You may be wondering why I am so excited to postpone my favorite telescope to March 30, 2021. But after a careful review, NASA discovered that But, as has recently said Jim Bridenstine, director of NASA, at a recent announcement on YouTube, "the Webb Telescope will be worth it."

help review the history of the most popular instrument NASA, the Hubble Space Telescope. The National Academy of Sciences first advocated such a device in 1969, realizing that a large telescope in the space would be safe from the hbadle of bad weather and weather. distorting effects of the Earth's atmosphere. Congress approved the budget in 1977, and Hubble was prepared for launch in 1986. Unfortunately, the launch was delayed due to the Space Shuttle Challenger disaster. The instrument, kept at Lockheed Martin, was finally released in 1990.

The badysis of the first blurred images revealed a manufacturing defect in the primary mirror of the telescope. While still making a number of important discoveries, Hubble operated at a reduced capacity until a maintenance mission in 1993 installed corrective lenses to correct Hubble's myopic vision and the bring back to the original specifications.

Since then, we have a quarter century of unmatched astronomical discoveries, since the Hubble Ultra-Deep Field, revealing the most distant galaxies of the universe, to detect the elements that make up the atmospheres of planets orbiting around from other stars.

Most of them have trouble remembering these early hurdles, given the success of everything that followed.

even more critical. Unlike Hubble, JWST will orbit much farther from Earth, beyond the capabilities of our astronauts to visit and repair mistakes.

Of course, there is the question of funding. NASA says an additional $ 1.3 billion may be needed, in addition to the $ 8.7 billion already allocated. Yes, it's a total of $ 10 billion, including operations.

While you clean the orange juice you just spit on the breakfast table, let's take a moment to think. This $ 10 billion covers all up-to-date development costs, plus the additional work needed to prepare the JWST flight by 2021 and the operations for its 10-year life. If we consider the development started in 2002, this represents a little over $ 300 million a year, less than 2% of NASA's budget for 2017.
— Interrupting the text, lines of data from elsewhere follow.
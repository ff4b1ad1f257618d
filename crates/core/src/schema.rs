//! Configuration schema trees and the translatability walk.
//!
//! A schema tree mirrors the shape of a stored configuration object and
//! carries per-element metadata. The only metadata this engine inspects is
//! the `translatable` flag on leaves: a subtree is worth offering for
//! translation iff at least one of its leaves is flagged.

use serde::{Deserialize, Serialize};
use serde_json::Value as JsonValue;

/// Property key marking a leaf as holding human-readable, translatable text.
pub const TRANSLATABLE_KEY: &str = "translatable";

/// A node in a configuration schema tree.
#[derive(Debug, Clone, PartialEq, Serialize, Deserialize)]
#[serde(tag = "node_type", rename_all = "snake_case")]
pub enum SchemaNode {
    /// A scalar schema element with its metadata properties.
    Leaf {
        #[serde(default)]
        properties: serde_json::Map<String, JsonValue>,
    },

    /// A mapping or sequence of nested schema elements, in declaration order.
    Container {
        #[serde(default)]
        children: Vec<SchemaNode>,
    },
}

impl SchemaNode {
    /// Create a leaf with the given metadata properties.
    pub fn leaf(properties: serde_json::Map<String, JsonValue>) -> Self {
        Self::Leaf { properties }
    }

    /// Create a leaf explicitly flagged as translatable.
    pub fn translatable_leaf() -> Self {
        let mut properties = serde_json::Map::new();
        properties.insert(TRANSLATABLE_KEY.to_string(), JsonValue::Bool(true));
        Self::Leaf { properties }
    }

    /// Create a leaf with no metadata at all.
    pub fn plain_leaf() -> Self {
        Self::Leaf {
            properties: serde_json::Map::new(),
        }
    }

    /// Create a container over the given children.
    pub fn container(children: Vec<SchemaNode>) -> Self {
        Self::Container { children }
    }

    /// Whether any leaf of this subtree is flagged as translatable.
    ///
    /// A leaf is translatable iff its `translatable` property is boolean
    /// `true`; an absent or malformed property counts as not translatable.
    /// Containers are checked in child order and short-circuit on the first
    /// translatable descendant. An empty container is not translatable.
    pub fn is_translatable(&self) -> bool {
        match self {
            Self::Leaf { properties } => {
                matches!(properties.get(TRANSLATABLE_KEY), Some(JsonValue::Bool(true)))
            }
            Self::Container { children } => children.iter().any(SchemaNode::is_translatable),
        }
    }
}

/// Source of schema trees for stored configuration objects.
///
/// The engine never constructs schema trees itself; the consuming
/// application registers them (typically parsed from declarative schema
/// files). Callers must gate walks on [`SchemaRegistry::has_schema`] —
/// walking a name without a registered schema is never attempted.
pub trait SchemaRegistry: Send + Sync {
    /// The schema tree registered for a configuration name, if any.
    fn schema(&self, name: &str) -> Option<SchemaNode>;

    /// Whether a schema is registered for a configuration name.
    fn has_schema(&self, name: &str) -> bool {
        self.schema(name).is_some()
    }
}

#[cfg(test)]
#[allow(clippy::unwrap_used, clippy::expect_used)]
mod tests {
    use super::*;

    fn leaf_with(key: &str, value: JsonValue) -> SchemaNode {
        let mut properties = serde_json::Map::new();
        properties.insert(key.to_string(), value);
        SchemaNode::leaf(properties)
    }

    #[test]
    fn plain_leaf_is_not_translatable() {
        assert!(!SchemaNode::plain_leaf().is_translatable());
    }

    #[test]
    fn unrelated_properties_are_not_translatable() {
        assert!(!leaf_with("label", JsonValue::from("Name")).is_translatable());
    }

    #[test]
    fn explicit_false_is_not_translatable() {
        assert!(!leaf_with(TRANSLATABLE_KEY, JsonValue::Bool(false)).is_translatable());
    }

    #[test]
    fn explicit_true_is_translatable() {
        assert!(SchemaNode::translatable_leaf().is_translatable());
    }

    #[test]
    fn malformed_flag_fails_closed() {
        assert!(!leaf_with(TRANSLATABLE_KEY, JsonValue::from("yes")).is_translatable());
        assert!(!leaf_with(TRANSLATABLE_KEY, JsonValue::from(1)).is_translatable());
        assert!(!leaf_with(TRANSLATABLE_KEY, JsonValue::Null).is_translatable());
    }

    #[test]
    fn empty_container_is_not_translatable() {
        assert!(!SchemaNode::container(vec![]).is_translatable());
    }

    #[test]
    fn container_with_only_plain_leaves_is_not_translatable() {
        let node = SchemaNode::container(vec![
            leaf_with("aaa", JsonValue::from("bbb")),
            leaf_with("ccc", JsonValue::from("ddd")),
            SchemaNode::plain_leaf(),
        ]);
        assert!(!node.is_translatable());
    }

    #[test]
    fn container_with_one_translatable_leaf_is_translatable() {
        let node = SchemaNode::container(vec![
            SchemaNode::plain_leaf(),
            SchemaNode::translatable_leaf(),
            SchemaNode::plain_leaf(),
        ]);
        assert!(node.is_translatable());
    }

    #[test]
    fn nested_containers_walk_to_the_leaves() {
        let node = SchemaNode::container(vec![
            SchemaNode::container(vec![SchemaNode::plain_leaf()]),
            SchemaNode::container(vec![SchemaNode::container(vec![
                SchemaNode::translatable_leaf(),
            ])]),
        ]);
        assert!(node.is_translatable());
    }

    #[test]
    fn schema_node_serialization_round_trip() {
        let node = SchemaNode::container(vec![
            SchemaNode::translatable_leaf(),
            SchemaNode::plain_leaf(),
        ]);

        let json = serde_json::to_string(&node).unwrap();
        let parsed: SchemaNode = serde_json::from_str(&json).unwrap();
        assert_eq!(parsed, node);
        assert!(parsed.is_translatable());
    }
}
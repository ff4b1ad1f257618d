//! Mapping units: groups of configuration names translated together.
//!
//! A mapper is a short-lived, request-scoped instance built from an
//! immutable [`MappingDefinition`]. It answers the questions the access and
//! UI layers ask before offering translation: does every name have a
//! schema, is anything in those schemas translatable, what is the unit's
//! source language, and does a translation already exist.
//!
//! [`MappingDefinition`]: crate::definition::MappingDefinition

mod entity;
mod names;

pub use entity::ConfigEntityMapper;
pub use names::ConfigNamesMapper;

use std::collections::HashMap;
use std::sync::Arc;

use serde_json::Value as JsonValue;

use crate::entity::RequestContext;
use crate::error::MapperResult;
use crate::language::{Language, LanguageDirectory};
use crate::schema::SchemaRegistry;
use crate::store::ConfigStore;

/// Prefix of the derived route name for a unit's translation pages.
pub const TRANSLATION_ROUTE_PREFIX: &str = "translation.item.";

/// Collaborator handles injected into every mapper instance.
#[derive(Clone)]
pub struct MapperDeps {
    /// Stored configuration values and translation-overlay existence.
    pub store: Arc<dyn ConfigStore>,

    /// Schema trees for translatability walks.
    pub schemas: Arc<dyn SchemaRegistry>,

    /// Configured languages for source-language resolution.
    pub languages: Arc<dyn LanguageDirectory>,
}

/// A link operation exposed for a mapping unit.
#[derive(Debug, Clone, PartialEq, Eq)]
pub struct Operation {
    /// Link title.
    pub title: String,

    /// Link target path.
    pub href: String,
}

/// A live mapping unit.
///
/// Implementations are constructed fresh per request by the registry and
/// discarded after use; nothing here is shared between requests.
pub trait ConfigMapper: Send + Sync {
    /// Id of the underlying mapping definition.
    fn id(&self) -> &str;

    /// Title of the translation page. Entity mappers substitute the bound
    /// entity's label into the definition's `!label` placeholder.
    fn title(&self) -> String;

    /// Name of the route the unit is attached to.
    fn base_route_name(&self) -> &str;

    /// Derived route name for the unit's translation pages.
    fn translation_route_name(&self) -> String {
        format!("{TRANSLATION_ROUTE_PREFIX}{}", self.base_route_name())
    }

    /// Route parameters identifying this unit on its base route. Empty for
    /// name mappers; `{entity type: entity id}` for bound entity mappers.
    fn route_parameters(&self) -> HashMap<String, String>;

    /// Path of the underlying edit page with `{param}` placeholders
    /// substituted from [`route_parameters`]. All required parameters must
    /// be populated before calling; unresolved placeholders are a caller
    /// error.
    ///
    /// [`route_parameters`]: ConfigMapper::route_parameters
    fn base_path(&self) -> String;

    /// Resolved configuration names: definition order, then appended order.
    fn config_names(&self) -> &[String];

    /// Append a configuration name. Appending a name that is already
    /// resolved is a silent no-op; existing entries never move.
    fn add_config_name(&mut self, name: &str);

    /// Sort weight among mapping units.
    fn weight(&self) -> i32;

    /// The source language code shared by every resolved name.
    ///
    /// Each name's stored language tag is read from the configuration
    /// store, defaulting to English when absent. All resolved names must
    /// agree; disagreement is a [`LanguageConsistency`] error.
    ///
    /// [`LanguageConsistency`]: crate::error::MapperError::LanguageConsistency
    fn langcode(&self) -> MapperResult<String>;

    /// The source language record, synthesizing the built-in English
    /// placeholder when the code is "en" but no English language is
    /// configured. `None` when a non-English code has no configured record.
    fn language_with_fallback(&self) -> MapperResult<Option<Language>>;

    /// Full stored values of every resolved name.
    fn config_data(&self) -> HashMap<String, JsonValue>;

    /// Whether every resolved name has a registered schema. A unit with no
    /// resolved names has nothing to translate and reports `false`.
    fn has_schema(&self) -> bool;

    /// Whether every resolved name's schema contains translatable leaves.
    /// Same zero-name rule as [`has_schema`].
    ///
    /// [`has_schema`]: ConfigMapper::has_schema
    fn has_translatable(&self) -> bool;

    /// Whether any resolved name already has a stored translation overlay
    /// for the given language. Partial overlays count.
    fn has_translation(&self, langcode: &str) -> bool;

    /// Noun for what this unit translates ("Settings", or the entity type
    /// label).
    fn type_name(&self) -> String;

    /// Label grouping this unit in translation overviews.
    fn type_label(&self) -> String;

    /// Link operations exposed for this unit.
    fn operations(&self) -> Vec<Operation>;

    /// Complete the mapper from request data.
    ///
    /// Name mappers are fully populated at construction time and report
    /// `true` unchanged. Entity mappers resolve their entity handle from
    /// the context and bind it, reporting whether binding succeeded.
    fn populate_from_request(&mut self, ctx: &RequestContext) -> bool;
}
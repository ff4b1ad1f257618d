//! Base mapping unit over a fixed list of configuration names.

use std::collections::HashMap;
use std::fmt;
use std::sync::Arc;

use serde_json::Value as JsonValue;
use tracing::debug;

use crate::definition::MappingDefinition;
use crate::entity::RequestContext;
use crate::error::{MapperError, MapperResult};
use crate::language::{DEFAULT_LANGCODE, Language};
use crate::mapper::{ConfigMapper, MapperDeps, Operation};
use crate::store;

/// Mapping unit whose configuration names are fully known from its
/// definition.
pub struct ConfigNamesMapper {
    definition: Arc<MappingDefinition>,
    deps: MapperDeps,
    title: String,
    names: Vec<String>,
}

impl ConfigNamesMapper {
    /// Create a mapper for a definition.
    pub fn new(definition: Arc<MappingDefinition>, deps: MapperDeps) -> Self {
        Self {
            title: definition.title().to_string(),
            names: definition.names().to_vec(),
            definition,
            deps,
        }
    }

    /// The underlying definition.
    pub fn definition(&self) -> &MappingDefinition {
        &self.definition
    }

    /// Replace the display title, used when entity binding substitutes the
    /// entity label into the title template.
    pub(crate) fn set_title(&mut self, title: String) {
        self.title = title;
    }

    fn stored_langcode(&self, name: &str) -> String {
        store::stored_langcode(self.deps.store.as_ref(), name)
            .unwrap_or_else(|| DEFAULT_LANGCODE.to_string())
    }
}

impl ConfigMapper for ConfigNamesMapper {
    fn id(&self) -> &str {
        self.definition.id()
    }

    fn title(&self) -> String {
        self.title.clone()
    }

    fn base_route_name(&self) -> &str {
        self.definition.base_route_name()
    }

    fn route_parameters(&self) -> HashMap<String, String> {
        HashMap::new()
    }

    fn base_path(&self) -> String {
        let mut path = self.definition.base_path().to_string();
        for (key, value) in self.route_parameters() {
            path = path.replace(&format!("{{{key}}}"), &value);
        }
        path
    }

    fn config_names(&self) -> &[String] {
        &self.names
    }

    fn add_config_name(&mut self, name: &str) {
        if self.names.iter().any(|existing| existing == name) {
            debug!(name, mapper = self.definition.id(), "configuration name already resolved");
            return;
        }
        self.names.push(name.to_string());
    }

    fn weight(&self) -> i32 {
        self.definition.weight()
    }

    fn langcode(&self) -> MapperResult<String> {
        let codes: Vec<String> = self.names.iter().map(|n| self.stored_langcode(n)).collect();

        let Some(first) = codes.first() else {
            // No names, no language tags to agree on.
            return Err(MapperError::LanguageConsistency {
                id: self.definition.id().to_string(),
                found: Vec::new(),
            });
        };

        if codes.iter().any(|code| code != first) {
            let mut found = codes;
            found.sort();
            found.dedup();
            return Err(MapperError::LanguageConsistency {
                id: self.definition.id().to_string(),
                found,
            });
        }

        Ok(first.clone())
    }

    fn language_with_fallback(&self) -> MapperResult<Option<Language>> {
        let langcode = self.langcode()?;
        match self.deps.languages.load(&langcode) {
            Some(language) => Ok(Some(language)),
            None if langcode == DEFAULT_LANGCODE => Ok(Some(Language::built_in_english())),
            None => Ok(None),
        }
    }

    fn config_data(&self) -> HashMap<String, JsonValue> {
        self.names
            .iter()
            .map(|name| {
                (
                    name.clone(),
                    self.deps.store.get(name).unwrap_or(JsonValue::Null),
                )
            })
            .collect()
    }

    fn has_schema(&self) -> bool {
        !self.names.is_empty()
            && self
                .names
                .iter()
                .all(|name| self.deps.schemas.has_schema(name))
    }

    fn has_translatable(&self) -> bool {
        !self.names.is_empty()
            && self.names.iter().all(|name| {
                self.deps
                    .schemas
                    .schema(name)
                    .is_some_and(|node| node.is_translatable())
            })
    }

    fn has_translation(&self, langcode: &str) -> bool {
        self.names
            .iter()
            .any(|name| self.deps.store.has_translation(name, langcode))
    }

    fn type_name(&self) -> String {
        "Settings".to_string()
    }

    fn type_label(&self) -> String {
        self.title()
    }

    fn operations(&self) -> Vec<Operation> {
        vec![Operation {
            title: "Translate".to_string(),
            href: format!("{}/translate", self.base_path()),
        }]
    }

    fn populate_from_request(&mut self, _ctx: &RequestContext) -> bool {
        // Name mappers are fully populated at construction time.
        true
    }
}

impl fmt::Debug for ConfigNamesMapper {
    fn fmt(&self, f: &mut fmt::Formatter<'_>) -> fmt::Result {
        f.debug_struct("ConfigNamesMapper")
            .field("id", &self.definition.id())
            .field("names", &self.names)
            .finish()
    }
}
This is still a lot of Money, but you remember that almost every dollar is spent paying people to do incredible things, and many of them live here in Utah.

So, for my part, I want to be patient while NASA does what it does best: develop remarkable instruments capable of doing what humans have never done before. Honestly, $ 10 billion is a small price to pay to be part of a country ready to scrutinize the depths of space to understand the very origins of the universe.

It's worth it, and with time this mission is accomplished, we will not even remember the cost in time or money.

John Armstrong, Ph.D., is an badociate professor of physics at Weber State University.